* Exercise instructions:
Some of the lines below need repeating. Reproduce exactly those between the lines holding "faults into reads." and "one document fail.", inclusive.
::: Source information :::
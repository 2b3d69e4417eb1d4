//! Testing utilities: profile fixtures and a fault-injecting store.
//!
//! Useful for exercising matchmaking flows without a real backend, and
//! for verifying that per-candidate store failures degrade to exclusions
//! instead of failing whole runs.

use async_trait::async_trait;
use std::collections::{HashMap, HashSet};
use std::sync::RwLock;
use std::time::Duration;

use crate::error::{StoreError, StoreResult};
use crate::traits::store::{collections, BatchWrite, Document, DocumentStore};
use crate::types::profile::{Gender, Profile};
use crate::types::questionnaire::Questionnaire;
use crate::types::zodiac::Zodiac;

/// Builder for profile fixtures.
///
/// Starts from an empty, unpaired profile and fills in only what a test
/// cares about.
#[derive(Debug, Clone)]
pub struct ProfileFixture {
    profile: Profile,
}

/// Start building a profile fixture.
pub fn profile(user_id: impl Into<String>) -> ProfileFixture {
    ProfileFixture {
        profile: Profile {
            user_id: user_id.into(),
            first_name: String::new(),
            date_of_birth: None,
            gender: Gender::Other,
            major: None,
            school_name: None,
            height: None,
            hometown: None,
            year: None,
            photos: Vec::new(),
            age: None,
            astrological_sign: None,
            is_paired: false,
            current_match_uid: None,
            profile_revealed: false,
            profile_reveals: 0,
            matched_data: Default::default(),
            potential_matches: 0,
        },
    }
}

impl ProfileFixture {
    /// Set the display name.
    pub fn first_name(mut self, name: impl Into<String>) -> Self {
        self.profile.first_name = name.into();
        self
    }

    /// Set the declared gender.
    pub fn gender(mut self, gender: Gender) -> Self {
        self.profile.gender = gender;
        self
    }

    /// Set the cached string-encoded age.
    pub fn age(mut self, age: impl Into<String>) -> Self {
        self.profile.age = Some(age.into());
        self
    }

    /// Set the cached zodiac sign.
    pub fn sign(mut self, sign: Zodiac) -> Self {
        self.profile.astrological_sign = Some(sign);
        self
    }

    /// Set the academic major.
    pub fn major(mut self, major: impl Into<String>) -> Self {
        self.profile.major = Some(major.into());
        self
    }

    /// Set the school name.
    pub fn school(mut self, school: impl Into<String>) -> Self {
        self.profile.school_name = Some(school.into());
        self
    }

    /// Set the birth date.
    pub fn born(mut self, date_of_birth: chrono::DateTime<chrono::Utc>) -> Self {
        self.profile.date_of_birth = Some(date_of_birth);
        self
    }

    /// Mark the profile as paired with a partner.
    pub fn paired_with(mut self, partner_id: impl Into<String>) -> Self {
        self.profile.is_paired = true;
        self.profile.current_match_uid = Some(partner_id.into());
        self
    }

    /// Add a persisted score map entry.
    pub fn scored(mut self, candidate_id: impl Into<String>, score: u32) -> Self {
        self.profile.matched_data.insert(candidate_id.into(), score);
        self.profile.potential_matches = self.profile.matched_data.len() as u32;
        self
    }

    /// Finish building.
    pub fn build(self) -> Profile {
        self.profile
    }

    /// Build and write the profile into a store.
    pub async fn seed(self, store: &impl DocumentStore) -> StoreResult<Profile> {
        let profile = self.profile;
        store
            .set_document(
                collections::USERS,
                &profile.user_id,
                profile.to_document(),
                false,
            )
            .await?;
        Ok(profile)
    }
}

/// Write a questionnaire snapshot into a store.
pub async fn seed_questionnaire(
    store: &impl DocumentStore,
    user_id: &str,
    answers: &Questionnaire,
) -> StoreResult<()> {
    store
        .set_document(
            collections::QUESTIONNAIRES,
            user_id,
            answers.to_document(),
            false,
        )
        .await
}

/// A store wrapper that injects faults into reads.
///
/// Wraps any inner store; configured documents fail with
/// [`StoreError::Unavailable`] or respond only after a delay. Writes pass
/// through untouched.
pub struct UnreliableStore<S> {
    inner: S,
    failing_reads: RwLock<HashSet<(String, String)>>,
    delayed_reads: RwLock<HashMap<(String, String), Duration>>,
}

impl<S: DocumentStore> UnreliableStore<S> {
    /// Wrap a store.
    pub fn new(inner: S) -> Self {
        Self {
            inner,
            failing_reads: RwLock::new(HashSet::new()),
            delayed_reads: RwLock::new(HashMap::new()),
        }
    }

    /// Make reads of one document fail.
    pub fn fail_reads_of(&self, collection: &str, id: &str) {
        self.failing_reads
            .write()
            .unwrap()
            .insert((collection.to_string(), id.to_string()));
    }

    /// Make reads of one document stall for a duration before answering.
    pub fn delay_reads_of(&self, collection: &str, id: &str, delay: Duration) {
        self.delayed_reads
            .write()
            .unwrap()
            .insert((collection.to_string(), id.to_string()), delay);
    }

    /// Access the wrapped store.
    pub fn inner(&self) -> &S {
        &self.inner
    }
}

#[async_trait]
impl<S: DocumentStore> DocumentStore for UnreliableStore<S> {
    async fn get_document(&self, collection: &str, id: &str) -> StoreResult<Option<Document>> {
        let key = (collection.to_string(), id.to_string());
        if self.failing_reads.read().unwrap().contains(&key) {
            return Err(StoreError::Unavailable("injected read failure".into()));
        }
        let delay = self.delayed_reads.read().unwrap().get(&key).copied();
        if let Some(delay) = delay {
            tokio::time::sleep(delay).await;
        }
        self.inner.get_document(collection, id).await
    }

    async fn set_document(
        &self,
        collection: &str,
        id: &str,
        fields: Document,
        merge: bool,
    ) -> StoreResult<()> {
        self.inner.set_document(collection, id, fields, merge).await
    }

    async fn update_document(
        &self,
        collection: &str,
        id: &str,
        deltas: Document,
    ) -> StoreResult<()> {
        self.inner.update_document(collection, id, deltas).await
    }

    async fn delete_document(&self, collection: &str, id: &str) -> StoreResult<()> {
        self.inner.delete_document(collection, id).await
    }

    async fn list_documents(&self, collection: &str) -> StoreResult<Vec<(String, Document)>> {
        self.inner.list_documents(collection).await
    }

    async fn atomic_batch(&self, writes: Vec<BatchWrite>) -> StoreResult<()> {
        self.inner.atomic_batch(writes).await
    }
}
:::
::: Source information :::
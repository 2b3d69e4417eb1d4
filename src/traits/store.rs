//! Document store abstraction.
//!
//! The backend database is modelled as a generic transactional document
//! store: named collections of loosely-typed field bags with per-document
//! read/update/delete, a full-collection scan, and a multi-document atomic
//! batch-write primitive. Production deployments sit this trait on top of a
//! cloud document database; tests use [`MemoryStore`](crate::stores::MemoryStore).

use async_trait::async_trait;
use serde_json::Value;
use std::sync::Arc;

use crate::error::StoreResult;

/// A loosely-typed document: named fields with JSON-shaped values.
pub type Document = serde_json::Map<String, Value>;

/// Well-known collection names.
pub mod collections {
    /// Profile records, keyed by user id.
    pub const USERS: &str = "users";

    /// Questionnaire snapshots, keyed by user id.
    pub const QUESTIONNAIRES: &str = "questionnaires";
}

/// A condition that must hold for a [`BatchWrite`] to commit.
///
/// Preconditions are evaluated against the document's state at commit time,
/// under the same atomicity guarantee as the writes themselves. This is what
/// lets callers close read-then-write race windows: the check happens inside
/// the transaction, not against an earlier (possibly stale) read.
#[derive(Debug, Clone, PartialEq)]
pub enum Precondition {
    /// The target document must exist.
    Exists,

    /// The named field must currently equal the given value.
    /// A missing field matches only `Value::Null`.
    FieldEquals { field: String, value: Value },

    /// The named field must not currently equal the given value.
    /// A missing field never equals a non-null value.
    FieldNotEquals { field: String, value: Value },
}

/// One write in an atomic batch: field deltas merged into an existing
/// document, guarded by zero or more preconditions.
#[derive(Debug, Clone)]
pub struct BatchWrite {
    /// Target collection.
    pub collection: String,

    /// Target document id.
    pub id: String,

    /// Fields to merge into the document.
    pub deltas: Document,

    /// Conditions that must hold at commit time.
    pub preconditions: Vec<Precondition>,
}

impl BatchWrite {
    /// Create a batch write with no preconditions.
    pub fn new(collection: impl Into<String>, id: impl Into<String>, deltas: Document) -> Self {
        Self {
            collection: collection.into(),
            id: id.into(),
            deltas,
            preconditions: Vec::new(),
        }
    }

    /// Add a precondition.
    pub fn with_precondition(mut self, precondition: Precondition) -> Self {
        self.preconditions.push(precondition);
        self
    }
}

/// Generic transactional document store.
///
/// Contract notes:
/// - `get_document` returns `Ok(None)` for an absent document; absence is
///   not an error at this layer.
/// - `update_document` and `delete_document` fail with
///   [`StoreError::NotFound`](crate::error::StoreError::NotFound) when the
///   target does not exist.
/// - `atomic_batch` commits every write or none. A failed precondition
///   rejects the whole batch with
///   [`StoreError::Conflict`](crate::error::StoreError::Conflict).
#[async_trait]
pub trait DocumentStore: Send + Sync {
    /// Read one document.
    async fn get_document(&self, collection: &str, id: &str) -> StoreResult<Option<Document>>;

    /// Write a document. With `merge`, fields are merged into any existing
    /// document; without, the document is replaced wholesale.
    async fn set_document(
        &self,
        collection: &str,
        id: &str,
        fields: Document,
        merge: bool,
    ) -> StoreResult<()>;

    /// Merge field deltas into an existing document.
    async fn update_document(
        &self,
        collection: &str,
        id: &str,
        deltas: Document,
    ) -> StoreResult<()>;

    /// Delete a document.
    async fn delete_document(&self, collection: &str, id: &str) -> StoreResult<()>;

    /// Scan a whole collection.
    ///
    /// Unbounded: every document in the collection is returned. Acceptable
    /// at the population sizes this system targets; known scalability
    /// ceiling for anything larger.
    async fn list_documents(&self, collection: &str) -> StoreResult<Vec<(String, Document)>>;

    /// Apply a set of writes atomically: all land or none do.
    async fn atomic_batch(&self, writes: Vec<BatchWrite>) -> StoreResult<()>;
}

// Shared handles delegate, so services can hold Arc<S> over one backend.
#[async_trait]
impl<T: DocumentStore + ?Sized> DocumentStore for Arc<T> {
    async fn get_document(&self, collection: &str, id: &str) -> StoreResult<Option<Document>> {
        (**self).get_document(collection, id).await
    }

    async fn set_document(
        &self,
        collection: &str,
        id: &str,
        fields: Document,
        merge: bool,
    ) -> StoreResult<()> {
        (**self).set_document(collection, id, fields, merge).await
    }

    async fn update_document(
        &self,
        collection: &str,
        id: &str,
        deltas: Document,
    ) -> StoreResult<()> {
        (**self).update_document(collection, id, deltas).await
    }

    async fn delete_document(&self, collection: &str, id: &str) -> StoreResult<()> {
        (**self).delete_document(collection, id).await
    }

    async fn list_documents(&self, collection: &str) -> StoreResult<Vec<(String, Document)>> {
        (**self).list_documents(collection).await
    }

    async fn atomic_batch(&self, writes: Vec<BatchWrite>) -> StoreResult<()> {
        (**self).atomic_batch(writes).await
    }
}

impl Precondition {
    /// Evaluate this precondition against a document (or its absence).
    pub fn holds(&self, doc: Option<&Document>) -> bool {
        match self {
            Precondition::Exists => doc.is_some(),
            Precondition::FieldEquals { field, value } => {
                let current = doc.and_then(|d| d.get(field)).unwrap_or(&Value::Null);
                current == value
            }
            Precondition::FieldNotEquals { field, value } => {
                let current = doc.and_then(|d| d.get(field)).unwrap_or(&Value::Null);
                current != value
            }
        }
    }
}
:::
::: Source information :::
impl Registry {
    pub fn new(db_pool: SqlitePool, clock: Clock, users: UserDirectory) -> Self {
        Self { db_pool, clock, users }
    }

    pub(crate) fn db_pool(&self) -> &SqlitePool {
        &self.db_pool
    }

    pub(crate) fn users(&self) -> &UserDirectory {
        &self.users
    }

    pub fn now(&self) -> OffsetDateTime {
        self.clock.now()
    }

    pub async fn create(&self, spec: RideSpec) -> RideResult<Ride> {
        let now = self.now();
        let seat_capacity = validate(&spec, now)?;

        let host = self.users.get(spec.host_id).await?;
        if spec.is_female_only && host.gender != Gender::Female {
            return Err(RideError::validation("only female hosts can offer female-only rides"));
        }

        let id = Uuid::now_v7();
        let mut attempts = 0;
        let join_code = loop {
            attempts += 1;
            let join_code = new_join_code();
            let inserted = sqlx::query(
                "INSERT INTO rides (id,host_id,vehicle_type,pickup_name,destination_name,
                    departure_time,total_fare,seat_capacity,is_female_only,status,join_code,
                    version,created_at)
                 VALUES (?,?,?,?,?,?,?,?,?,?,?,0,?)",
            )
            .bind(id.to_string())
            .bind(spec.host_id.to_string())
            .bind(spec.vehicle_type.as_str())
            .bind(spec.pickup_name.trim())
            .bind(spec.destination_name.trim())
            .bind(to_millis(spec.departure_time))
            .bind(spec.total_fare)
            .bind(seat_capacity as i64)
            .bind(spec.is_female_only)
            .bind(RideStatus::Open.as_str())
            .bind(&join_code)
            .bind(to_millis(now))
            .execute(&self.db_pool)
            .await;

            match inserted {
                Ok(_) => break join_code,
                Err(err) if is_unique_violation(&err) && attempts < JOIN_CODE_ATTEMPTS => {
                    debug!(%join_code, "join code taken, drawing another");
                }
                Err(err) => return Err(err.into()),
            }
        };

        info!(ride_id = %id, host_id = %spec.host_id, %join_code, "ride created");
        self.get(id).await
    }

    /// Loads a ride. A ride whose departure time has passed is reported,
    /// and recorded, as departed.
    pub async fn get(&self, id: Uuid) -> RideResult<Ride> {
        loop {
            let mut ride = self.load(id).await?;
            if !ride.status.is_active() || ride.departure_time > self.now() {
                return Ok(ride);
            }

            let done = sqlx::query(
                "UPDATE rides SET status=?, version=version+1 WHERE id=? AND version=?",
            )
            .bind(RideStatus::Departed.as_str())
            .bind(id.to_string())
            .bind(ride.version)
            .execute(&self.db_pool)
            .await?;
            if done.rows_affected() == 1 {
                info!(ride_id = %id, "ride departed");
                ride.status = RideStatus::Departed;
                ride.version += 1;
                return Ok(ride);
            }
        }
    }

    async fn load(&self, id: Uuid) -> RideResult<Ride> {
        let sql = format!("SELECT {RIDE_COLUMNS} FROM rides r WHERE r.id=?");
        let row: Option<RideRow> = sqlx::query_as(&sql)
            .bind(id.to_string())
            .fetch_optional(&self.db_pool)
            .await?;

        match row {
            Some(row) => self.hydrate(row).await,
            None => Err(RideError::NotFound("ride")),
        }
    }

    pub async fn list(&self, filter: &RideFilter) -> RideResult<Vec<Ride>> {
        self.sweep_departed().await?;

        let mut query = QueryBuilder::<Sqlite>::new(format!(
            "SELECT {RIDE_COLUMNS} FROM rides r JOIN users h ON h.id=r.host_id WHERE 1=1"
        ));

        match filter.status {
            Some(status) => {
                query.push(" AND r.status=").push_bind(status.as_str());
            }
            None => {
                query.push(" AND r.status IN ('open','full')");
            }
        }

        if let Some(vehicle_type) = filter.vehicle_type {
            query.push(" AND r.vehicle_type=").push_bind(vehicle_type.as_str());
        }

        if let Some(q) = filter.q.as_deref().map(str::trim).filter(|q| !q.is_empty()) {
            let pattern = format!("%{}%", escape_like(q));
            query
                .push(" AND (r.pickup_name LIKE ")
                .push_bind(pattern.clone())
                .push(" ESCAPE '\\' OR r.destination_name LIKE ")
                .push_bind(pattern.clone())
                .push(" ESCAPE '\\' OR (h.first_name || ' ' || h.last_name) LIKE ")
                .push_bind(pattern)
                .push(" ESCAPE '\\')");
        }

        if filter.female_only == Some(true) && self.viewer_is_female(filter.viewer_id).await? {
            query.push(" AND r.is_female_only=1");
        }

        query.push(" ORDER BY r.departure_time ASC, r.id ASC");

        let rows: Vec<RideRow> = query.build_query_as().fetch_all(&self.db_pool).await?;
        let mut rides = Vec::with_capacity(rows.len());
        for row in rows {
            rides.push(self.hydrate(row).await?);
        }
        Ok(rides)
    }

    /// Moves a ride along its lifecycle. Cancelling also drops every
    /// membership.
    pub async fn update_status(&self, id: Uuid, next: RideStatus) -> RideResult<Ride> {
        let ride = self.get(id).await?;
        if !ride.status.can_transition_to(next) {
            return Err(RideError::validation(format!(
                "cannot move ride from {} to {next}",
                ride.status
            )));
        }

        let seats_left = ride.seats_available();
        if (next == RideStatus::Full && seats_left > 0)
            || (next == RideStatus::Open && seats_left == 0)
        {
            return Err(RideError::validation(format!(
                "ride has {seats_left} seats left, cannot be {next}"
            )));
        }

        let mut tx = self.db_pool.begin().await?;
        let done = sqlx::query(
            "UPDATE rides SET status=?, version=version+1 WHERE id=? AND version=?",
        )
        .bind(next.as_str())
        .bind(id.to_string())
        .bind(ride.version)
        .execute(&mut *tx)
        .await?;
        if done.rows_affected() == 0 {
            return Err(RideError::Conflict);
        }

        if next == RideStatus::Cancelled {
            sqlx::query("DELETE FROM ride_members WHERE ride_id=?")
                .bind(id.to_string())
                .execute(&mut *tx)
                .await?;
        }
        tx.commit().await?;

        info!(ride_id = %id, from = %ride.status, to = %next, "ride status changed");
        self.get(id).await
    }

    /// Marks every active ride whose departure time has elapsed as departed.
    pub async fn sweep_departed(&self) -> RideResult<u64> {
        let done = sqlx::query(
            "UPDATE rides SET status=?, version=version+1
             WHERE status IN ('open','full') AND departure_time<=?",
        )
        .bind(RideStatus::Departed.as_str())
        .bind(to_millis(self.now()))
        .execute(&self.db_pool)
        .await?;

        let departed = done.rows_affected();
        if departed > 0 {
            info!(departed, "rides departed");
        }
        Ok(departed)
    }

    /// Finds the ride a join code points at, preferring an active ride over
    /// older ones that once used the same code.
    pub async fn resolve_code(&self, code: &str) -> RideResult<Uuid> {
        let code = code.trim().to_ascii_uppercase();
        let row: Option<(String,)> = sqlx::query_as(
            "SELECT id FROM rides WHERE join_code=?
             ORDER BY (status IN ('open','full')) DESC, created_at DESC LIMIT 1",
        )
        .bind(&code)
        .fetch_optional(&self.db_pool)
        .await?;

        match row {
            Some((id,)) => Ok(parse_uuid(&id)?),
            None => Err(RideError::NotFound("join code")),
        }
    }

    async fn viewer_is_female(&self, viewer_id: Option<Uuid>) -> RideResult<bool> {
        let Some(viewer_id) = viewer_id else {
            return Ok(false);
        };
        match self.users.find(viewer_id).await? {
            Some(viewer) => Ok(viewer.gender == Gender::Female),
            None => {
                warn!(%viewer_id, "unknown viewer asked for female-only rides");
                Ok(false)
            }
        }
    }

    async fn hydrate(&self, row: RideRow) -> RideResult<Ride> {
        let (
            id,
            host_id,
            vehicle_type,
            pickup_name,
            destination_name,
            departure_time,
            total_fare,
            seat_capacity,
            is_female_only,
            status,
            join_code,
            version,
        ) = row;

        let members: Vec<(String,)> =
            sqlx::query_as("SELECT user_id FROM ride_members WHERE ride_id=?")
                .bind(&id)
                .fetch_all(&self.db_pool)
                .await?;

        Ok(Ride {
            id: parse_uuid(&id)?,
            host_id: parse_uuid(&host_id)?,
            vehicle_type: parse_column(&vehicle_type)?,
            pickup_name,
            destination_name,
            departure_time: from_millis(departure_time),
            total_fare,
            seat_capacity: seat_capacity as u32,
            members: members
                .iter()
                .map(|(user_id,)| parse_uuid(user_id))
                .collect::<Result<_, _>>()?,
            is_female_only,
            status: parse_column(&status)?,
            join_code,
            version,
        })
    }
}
:::
* Completed exercise:
/// A store wrapper that injects faults into reads.
///
/// Wraps any inner store; configured documents fail with
/// [`StoreError::Unavailable`] or respond only after a delay. Writes pass
/// through untouched.
pub struct UnreliableStore<S> {
    inner: S,
    failing_reads: RwLock<HashSet<(String, String)>>,
    delayed_reads: RwLock<HashMap<(String, String), Duration>>,
}

impl<S: DocumentStore> UnreliableStore<S> {
    /// Wrap a store.
    pub fn new(inner: S) -> Self {
        Self {
            inner,
            failing_reads: RwLock::new(HashSet::new()),
            delayed_reads: RwLock::new(HashMap::new()),
        }
    }

    /// Make reads of one document fail.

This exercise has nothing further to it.